Pourquoi chercher midi à quatorze heures ? Alors que tout est là, ici à notre porte. Ce petit sentier jalonné de milliers de fleurs, comme autant de bornes colorées et odorantes, il faut le parcourir et les respirer à plein poumons. Ou alors ce vieux couple d'agriculteurs qui nous saluent, attablés dans la cour dès sept heures du matin. Ils commencent leur journée avec un bout de tomme du Trieves et un caluchon de blanc de Savoie, heureux de ce jour qui se lève, encore et encore. N'est-ce pas vivre que de marcher ainsi dans une nature apaisée ? Ici l'entrée d'un champ baigné de lumière, là le bourdonnement incessant des abeilles travailleuses autour de leur ruche.
Bientôt la forêt s'estompe pour laisser place à de riantes prairies, l'herbe est maintenant épaisse comme un moelleux tapis de verdure, si les crocus et l'herbe rase ont disparu, ils ont laissé la place à des myriades d'autres fleurs, aux parfums capiteux, comme le Lys Martagon ou des Orchidées sauvages et entêtantes. Au loin les sommets du Vercors s'allument sous l'arrivée du soleil déjà incandescent, au-dessus de nous chantent les alouettes et les rapaces, brisant le silence qui nous entoure. Bref, on est bien, et quand en plus une douce brise arrive face au plus beau décollage partant d'un sommet, on est au paradis. Préparation de la voile sur un lit de boutons d'or, eux-mêmes posés sur une moquette de thym violet d'où s'échappent des arômes parfumés, comme ceux du rôti de porc que faisait mijoter ma maman !
Le retour par les airs est la cerise sur le gâteau, ouvrant pour nous la troisième dimension.
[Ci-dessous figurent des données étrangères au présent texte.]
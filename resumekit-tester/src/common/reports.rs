use anyhow::Result;
use colored::Colorize;
use std::io::Write;
use std::time::Duration;

use crate::logic::ScenarioResult;

#[allow(clippy::cast_precision_loss)]
fn success_rate(results: &[ScenarioResult]) -> f64 {
    if results.is_empty() {
        return 0.0;
    }
    let passed = results.iter().filter(|r| r.passed).count();
    (passed as f64 / results.len() as f64) * 100.0
}

pub fn generate_console_report(
    out: &mut dyn Write,
    results: &[ScenarioResult],
    total_duration: Duration,
) -> Result<()> {
    writeln!(out)?;
    writeln!(out, "{}", "📊 Test Results Summary".bright_cyan().bold())?;
    writeln!(out, "{}", "======================".cyan())?;

    let total = results.len();
    let passed = results.iter().filter(|r| r.passed).count();
    writeln!(out, "Total scenarios: {total}")?;
    writeln!(out, "Passed: {}", passed.to_string().green())?;
    writeln!(out, "Failed: {}", (total - passed).to_string().red())?;
    writeln!(out, "Success rate: {:.1}%", success_rate(results))?;
    writeln!(out, "Total time: {total_duration:?}")?;
    writeln!(out)?;

    for result in results {
        let status = if result.passed {
            "✅ PASS".green()
        } else {
            "❌ FAIL".red()
        };
        writeln!(out, "{status} {}", result.scenario_name.bold())?;
        writeln!(
            out,
            "   Iterations: {}/{} successful",
            result.successful_iterations, result.iterations_run
        )?;
        writeln!(out, "   Average time: {:?}", result.average_duration)?;
        if !result.failures.is_empty() {
            writeln!(out, "   Failures:")?;
            for failure in &result.failures {
                writeln!(out, "     • {}", failure.red())?;
            }
        }
        writeln!(out)?;
    }

    let fastest = results.iter().min_by_key(|r| r.average_duration);
    let slowest = results.iter().max_by_key(|r| r.average_duration);
    if let (Some(fastest), Some(slowest)) = (fastest, slowest) {
        writeln!(out, "{}", "⚡ Performance Summary".bright_yellow().bold())?;
        writeln!(out, "{}", "=====================".yellow())?;
        writeln!(
            out,
            "Fastest: {} ({:?})",
            fastest.scenario_name.green(),
            fastest.average_duration
        )?;
        writeln!(
            out,
            "Slowest: {} ({:?})",
            slowest.scenario_name.yellow(),
            slowest.average_duration
        )?;
    }
    Ok(())
}

pub fn generate_json_report(out: &mut dyn Write, results: &[ScenarioResult]) -> Result<()> {
    serde_json::to_writer_pretty(&mut *out, results)?;
    writeln!(out)?;
    Ok(())
}

pub fn generate_markdown_report(out: &mut dyn Write, results: &[ScenarioResult]) -> Result<()> {
    writeln!(out, "# Resumekit Test Results\n")?;

    let total = results.len();
    let passed = results.iter().filter(|r| r.passed).count();
    writeln!(out, "## Summary\n")?;
    writeln!(out, "- **Total scenarios**: {total}")?;
    writeln!(out, "- **Passed**: {passed}")?;
    writeln!(out, "- **Failed**: {}", total - passed)?;
    writeln!(out, "- **Success rate**: {:.1}%\n", success_rate(results))?;

    writeln!(out, "## Detailed Results\n")?;
    for result in results {
        let status = if result.passed { "✅" } else { "❌" };
        writeln!(out, "### {status} {}\n", result.scenario_name)?;
        writeln!(
            out,
            "- **Iterations**: {}/{} successful",
            result.successful_iterations, result.iterations_run
        )?;
        writeln!(out, "- **Average time**: {:?}", result.average_duration)?;
        if !result.failures.is_empty() {
            writeln!(out, "- **Failures**:")?;
            for failure in &result.failures {
                writeln!(out, "  - {failure}")?;
            }
        }
        writeln!(out)?;
    }
    Ok(())
}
Un vol tranquille par dessus les oiseaux qui gazouillaient tout à l'heure sur nos têtes.
Si le décollage a été une formalité, l'atterrissage s'est moins bien passé, la faute à la forme du seul pré fauché, un terrain triangulaire en pente, les deux côtés supérieurs étant bordés d'une haute haie d'arbres centenaires.... La conjonction de la géométrie du pré et de la brise montante n'a pas été favorable à la prise de terrain, me voici arrivant vent de cul plein badin comme un poisson dans sa nasse, au dernier moment, il a fallu opérer un brutal changement de direction sous peine de finir dans les arbres qui bloquent le haut du champ, autant dire que mon fessier en porte encore les stigmates, n'est pas Chrigel Maurer qui veut !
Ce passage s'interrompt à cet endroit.